I hope you're not getting too comfortable with 2017, because some people think it'll wind up cut short. It snowed in Salento, Italy, this week, and while some might chalk it up to the peculiarities of nature or climate change, others' minds immediately went the doomsday theory route. The southern Italian city is the birthplace, you see, of 16th century philosopher and physician Matteo Tafuri — a man modern-day tabloids have taken to calling the "Italian Nostradamus" — and in his writings about the future, he had something to say about snowfall in Salento.
According to the Daily Mail, Tafuri wrote, "Salento of palm trees and mild south wind, snowy Salento but never after the touch. Two days of snow, two flashes in the sky, I know the world ends, but I do not yearn." In other words, if it snows in sunny Salento for two days, we're all doomed. Unfortunately, over the weekend, the Italian peninsula, including the beaches of Salento, was hit with heavy snowfall for a few days. According to Weather.com, this was part of a cold snap in continental Europe that's caused 61 deaths so far. Well, humanity had a good run while it lasted.
Before you quit your job in a suitably dramatic fashion, though, remember that the apocalypse is being predicted mostly by tabloid sources, which tend to break out centuries-old "prophecies" on a regular basis.

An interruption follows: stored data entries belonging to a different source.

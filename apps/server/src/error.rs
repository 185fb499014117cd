use axum::{
    http::StatusCode,
    response::{IntoResponse, Response},
    Json,
};
use serde::Serialize;
use thiserror::Error;

use nestegg_core::errors::{DatabaseError, Error as CoreError};
use nestegg_core::investments::InvestmentError;

#[derive(Error, Debug)]
pub enum ApiError {
    #[error("{0}")]
    Core(#[from] CoreError),
    #[error("Not Found")]
    NotFound,
    #[error("{0}")]
    BadRequest(String),
    #[error("{0}")]
    Unauthorized(String),
    #[error("{0}")]
    Internal(String),
    #[error("{0}")]
    Anyhow(#[from] anyhow::Error),
}

#[derive(Serialize)]
struct ErrorBody {
    code: u16,
    message: String,
}

impl IntoResponse for ApiError {
    fn into_response(self) -> Response {
        let (status, msg) = match &self {
            ApiError::Core(e) => match e {
                // Missing or unowned records.
                CoreError::Database(DatabaseError::NotFound(_)) => {
                    (StatusCode::NOT_FOUND, e.to_string())
                }
                // A month that is already confirmed is a conflict, so the
                // client can distinguish it from a plain validation failure.
                CoreError::Investment(InvestmentError::AlreadyConfirmed { .. }) => {
                    (StatusCode::CONFLICT, e.to_string())
                }
                CoreError::Investment(_) | CoreError::Validation(_) => {
                    (StatusCode::BAD_REQUEST, e.to_string())
                }
                CoreError::Database(_) | CoreError::Unexpected(_) => {
                    (StatusCode::INTERNAL_SERVER_ERROR, e.to_string())
                }
            },
            ApiError::NotFound => (StatusCode::NOT_FOUND, self.to_string()),
            ApiError::BadRequest(reason) => (StatusCode::BAD_REQUEST, reason.clone()),
            ApiError::Unauthorized(reason) => (StatusCode::UNAUTHORIZED, reason.clone()),
            ApiError::Internal(reason) => (StatusCode::INTERNAL_SERVER_ERROR, reason.clone()),
            ApiError::Anyhow(_) => (StatusCode::INTERNAL_SERVER_ERROR, self.to_string()),
        };
        let body = Json(ErrorBody {
            code: status.as_u16(),
            message: msg,
        });
        (status, body).into_response()
    }
}

pub type ApiResult<T> = Result<T, ApiError>;
//! Connection configuration for the onboarding pipeline.
//!
//! Loads the credential references and channel identifiers that downstream
//! stages need. Loading fails fast: the first missing or empty setting aborts
//! the run before any external call is made.

use std::env;
use std::time::Duration;

use crate::error::ConfigError;

/// Environment variable holding the GitHub toolkit credential reference.
pub const REPO_AUTH_CONFIG_KEY: &str = "GITHUB_AUTH_CONFIG_ID";
/// Environment variable holding the HeyGen toolkit credential reference.
pub const RENDER_AUTH_CONFIG_KEY: &str = "HEYGEN_AUTH_CONFIG_ID";
/// Environment variable holding the Slack toolkit credential reference.
pub const CHAT_AUTH_CONFIG_KEY: &str = "SLACK_AUTH_CONFIG_ID";
/// Environment variable holding the Slack channel to announce in.
pub const CHAT_CHANNEL_KEY: &str = "SLACK_CHANNEL_ID";
/// Environment variable holding the HeyGen API key for the direct account.
pub const RENDER_API_KEY: &str = "HEYGEN_API_KEY";

/// Credential references and identifiers required by the pipeline stages.
///
/// Immutable once constructed; one instance per process run.
#[derive(Debug, Clone)]
pub struct ConnectionConfig {
    /// Credential reference for the repository toolkit.
    pub repo_auth_config_id: String,
    /// Credential reference for the rendering toolkit.
    pub render_auth_config_id: String,
    /// Credential reference for the chat toolkit.
    pub chat_auth_config_id: String,
    /// Chat channel to post the completion announcement in.
    pub chat_channel_id: String,
    /// API key for the directly-connected rendering-service account.
    pub render_api_key: String,
}

impl ConnectionConfig {
    /// Loads the configuration from process environment variables.
    ///
    /// # Errors
    ///
    /// Returns [`ConfigError::MissingEnvVar`] naming the first required
    /// setting that is absent or empty. No partial configuration is ever
    /// returned.
    pub fn from_env() -> Result<Self, ConfigError> {
        Ok(Self {
            repo_auth_config_id: required(REPO_AUTH_CONFIG_KEY)?,
            render_auth_config_id: required(RENDER_AUTH_CONFIG_KEY)?,
            chat_auth_config_id: required(CHAT_AUTH_CONFIG_KEY)?,
            chat_channel_id: required(CHAT_CHANNEL_KEY)?,
            render_api_key: required(RENDER_API_KEY)?,
        })
    }
}

/// Reads a required environment variable, treating empty values as missing.
fn required(key: &str) -> Result<String, ConfigError> {
    match env::var(key) {
        Ok(value) if !value.trim().is_empty() => Ok(value),
        _ => Err(ConfigError::MissingEnvVar(key.to_string())),
    }
}

/// Polling parameters for the render stage.
#[derive(Debug, Clone)]
pub struct PollConfig {
    /// Delay between consecutive status reads.
    pub poll_interval: Duration,
    /// Maximum number of status reads before the job is declared stuck.
    pub max_polls: u32,
}

impl Default for PollConfig {
    fn default() -> Self {
        Self {
            poll_interval: Duration::from_secs(15),
            max_polls: 80, // 20 minutes at the default interval
        }
    }
}

impl PollConfig {
    /// Sets the interval between status reads.
    pub fn with_poll_interval(mut self, interval: Duration) -> Self {
        self.poll_interval = interval;
        self
    }

    /// Sets the maximum number of status reads.
    pub fn with_max_polls(mut self, max_polls: u32) -> Self {
        self.max_polls = max_polls;
        self
    }
}

#[cfg(test)]
mod tests {
    use super::*;
    use std::sync::Mutex;

    // Tests in this module mutate shared process environment.
    static ENV_LOCK: Mutex<()> = Mutex::new(());

    const ALL_KEYS: [&str; 5] = [
        REPO_AUTH_CONFIG_KEY,
        RENDER_AUTH_CONFIG_KEY,
        CHAT_AUTH_CONFIG_KEY,
        CHAT_CHANNEL_KEY,
        RENDER_API_KEY,
    ];

    fn set_all() {
        for key in ALL_KEYS {
            env::set_var(key, format!("value-for-{key}"));
        }
    }

    fn clear_all() {
        for key in ALL_KEYS {
            env::remove_var(key);
        }
    }

    #[test]
    fn test_from_env_with_all_keys() {
        let _guard = ENV_LOCK.lock().unwrap();
        set_all();

        let config = ConnectionConfig::from_env().expect("all keys present");
        assert_eq!(
            config.repo_auth_config_id,
            format!("value-for-{REPO_AUTH_CONFIG_KEY}")
        );
        assert_eq!(config.chat_channel_id, format!("value-for-{CHAT_CHANNEL_KEY}"));
        assert_eq!(config.render_api_key, format!("value-for-{RENDER_API_KEY}"));

        clear_all();
    }

    #[test]
    fn test_from_env_names_each_missing_key() {
        let _guard = ENV_LOCK.lock().unwrap();

        for missing in ALL_KEYS {
            set_all();
            env::remove_var(missing);

            let err = ConnectionConfig::from_env().expect_err("one key missing");
            let ConfigError::MissingEnvVar(key) = err;
            assert_eq!(key, missing);
        }

        clear_all();
    }

    #[test]
    fn test_from_env_treats_empty_as_missing() {
        let _guard = ENV_LOCK.lock().unwrap();
        set_all();
        env::set_var(CHAT_CHANNEL_KEY, "   ");

        let err = ConnectionConfig::from_env().expect_err("empty value");
        let ConfigError::MissingEnvVar(key) = err;
        assert_eq!(key, CHAT_CHANNEL_KEY);

        clear_all();
    }

    #[test]
    fn test_poll_config_defaults() {
        let config = PollConfig::default();
        assert_eq!(config.poll_interval, Duration::from_secs(15));
        assert_eq!(config.max_polls, 80);
    }

    #[test]
    fn test_poll_config_builder() {
        let config = PollConfig::default()
            .with_poll_interval(Duration::from_millis(5))
            .with_max_polls(3);
        assert_eq!(config.poll_interval, Duration::from_millis(5));
        assert_eq!(config.max_polls, 3);
    }
}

I just spent a substantial portion of my morning trying to find a primary source for Tafuri's prediction, but no amount of digging could turn one up, so I would maybe take the whole thing with a grain of salt. That being said, Tafuri actually did exist; in fact, he was one of the most prominent figures in the Italian region of Apulia. After studying Greek culture as a young man, he moved on to philosophy and medicine. Along the way, he became famous for dabbling in divination and astrology, eventually demonstrating his abilities to King Francis I in France in 1525.
That same year, he visited England, where he was investigated for heresy. After travelling the world for a few decades, he returned to Salento... where he was promptly imprisoned by the Inquisition on charges of witchcraft and Satanic powers.
Although he was eventually acquitted, Tafuri lived out the rest of his life in poverty, feared and disliked by the locals. As it turns out, the life of a famous astrologer is far less glamorous than I was expecting.
But back to the prophecy in question. Even if you put stock in its prediction, the second part — flashes in the sky — hasn't come to pass yet. If it does, I'm going to go out on a limb and say there's still nothing to worry about apocalypse-wise. But hey, that doesn't mean you can't pour one out tonight in honor of 2017 anyway. After all, you survived a possible apocalypse.